▶ _What is needed_
How many of the lines in the material below contain the word "SendResponse"? Give the number alone.

Data START

//! HTTP client for the triage backend.

use std::time::Duration;

use reqwest::{Client, Response};
use serde::Serialize;
use serde::de::DeserializeOwned;
use tracing::debug;
use url::Url;

use crate::error::{ApiError, Result};
use crate::types::{
    EmailListItem, FetchEmailResponse, FetchedClassification, ListEmailsResponse, LoginResponse,
    ReplyDraft, ReplyResponse, SendReceipt, SendRequest, SendResponse, UserProfile,
};

/// Default per-request timeout.
pub const DEFAULT_TIMEOUT: Duration = Duration::from_secs(30);

/// Typed client for the backend HTTP API.
///
/// Cheap to clone; clones share the underlying connection pool.
#[derive(Debug, Clone)]
pub struct ApiClient {
    base_url: Url,
    http_client: Client,
}

impl ApiClient {
    /// Creates a client with the default timeout.
    ///
    /// # Errors
    ///
    /// Returns an error if the URL is invalid or the HTTP client cannot be built.
    pub fn new(base_url: impl AsRef<str>) -> Result<Self> {
        Self::with_timeout(base_url, DEFAULT_TIMEOUT)
    }

    /// Creates a client with a custom per-request timeout.
    ///
    /// # Errors
    ///
    /// Returns an error if the URL is invalid or the HTTP client cannot be built.
    pub fn with_timeout(base_url: impl AsRef<str>, timeout: Duration) -> Result<Self> {
        let base_url = Url::parse(base_url.as_ref())?;
        if base_url.cannot_be_a_base() {
            return Err(ApiError::InvalidBaseUrl(base_url.to_string()));
        }

        let http_client = Client::builder().timeout(timeout).build()?;

        Ok(Self {
            base_url,
            http_client,
        })
    }

    /// Base URL requests are issued against.
    #[must_use]
    pub const fn base_url(&self) -> &Url {
        &self.base_url
    }

    /// Builds an endpoint URL, percent-encoding every segment.
    fn endpoint(&self, segments: &[&str]) -> Result<Url> {
        let mut url = self.base_url.clone();
        url.path_segments_mut()
            .map_err(|()| ApiError::InvalidBaseUrl(self.base_url.to_string()))?
            .pop_if_empty()
            .extend(segments);
        Ok(url)
    }

    async fn get_json<T: DeserializeOwned>(&self, url: Url) -> Result<T> {
        debug!("GET {url}");
        let response = self.http_client.get(url).send().await?;
        decode(check_status(response).await?).await
    }

    async fn post_json<B, T>(&self, url: Url, body: &B) -> Result<T>
    where
        B: Serialize + ?Sized,
        T: DeserializeOwned,
    {
        debug!("POST {url}");
        let response = self.http_client.post(url).json(body).send().await?;
        decode(check_status(response).await?).await
    }

    /// Asks the backend where to send the user to log in.
    ///
    /// # Errors
    ///
    /// Returns an error if the request fails or the returned URL is invalid.
    pub async fn login_url(&self) -> Result<Url> {
        let response: LoginResponse = self.get_json(self.endpoint(&["auth", "login"])?).await?;
        Ok(Url::parse(&response.url)?)
    }

    /// Fetches the profile of a user.
    ///
    /// # Errors
    ///
    /// Returns an error if the request fails.
    pub async fn user_profile(&self, user_id: &str) -> Result<UserProfile> {
        self.get_json(self.endpoint(&["auth", "profile", user_id])?)
            .await
    }

    /// Lists the inbox of a user.
    ///
    /// A response without a `messages` field is an empty inbox.
    ///
    /// # Errors
    ///
    /// Returns an error if the request fails.
    pub async fn list_messages(&self, user_id: &str) -> Result<Vec<EmailListItem>> {
        let response: ListEmailsResponse = self
            .get_json(self.endpoint(&["gmail", "list", user_id])?)
            .await?;
        Ok(response.into_messages())
    }

    /// Fetches one message together with its classification.
    ///
    /// # Errors
    ///
    /// Returns an error if the request fails.
    pub async fn fetch_classification(
        &self,
        user_id: &str,
        message_id: &str,
    ) -> Result<FetchedClassification> {
        let response: FetchEmailResponse = self
            .get_json(self.endpoint(&["gmail", "fetch", user_id, message_id])?)
            .await?;
        Ok(response.normalize())
    }

    /// Asks the backend to draft a reply to a message.
    ///
    /// # Errors
    ///
    /// Returns an error if the request fails or the backend reports failure.
    pub async fn generate_reply(&self, user_id: &str, message_id: &str) -> Result<ReplyDraft> {
        let response: ReplyResponse = self
            .post_json(
                self.endpoint(&["gmail", "reply", user_id, message_id])?,
                &serde_json::json!({}),
            )
            .await?;

        if !response.success {
            return Err(ApiError::Rejected {
                message: response.message,
            });
        }
        Ok(response.normalize(message_id))
    }

    /// Sends a reply to a message.
    ///
    /// # Errors
    ///
    /// Returns an error if the request fails or the backend reports failure.
    pub async fn send_reply(
        &self,
        user_id: &str,
        message_id: &str,
        reply_text: &str,
    ) -> Result<SendReceipt> {
        let response: SendResponse = self
            .post_json(
                self.endpoint(&["gmail", "send", user_id, message_id])?,
                &SendRequest { reply_text },
            )
            .await?;

        if !response.success {
            return Err(ApiError::Rejected {
                message: response.message,
            });
        }
        Ok(SendReceipt {
            message: response.message,
        })
    }
}

/// Reads a successful response body as JSON.
async fn decode<T: DeserializeOwned>(response: Response) -> Result<T> {
    let body = response.text().await?;
    Ok(serde_json::from_str(&body)?)
}

/// Turns a non-success response into an [`ApiError::Status`].
async fn check_status(response: Response) -> Result<Response> {
    let status = response.status();
    if status.is_success() {
        return Ok(response);
    }

    let body = response.text().await.unwrap_or_default();
    debug!("Backend returned {status}");
    Err(ApiError::from_status(status.as_u16(), &body))
}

Data END

▶ _Solution to this exercise_
2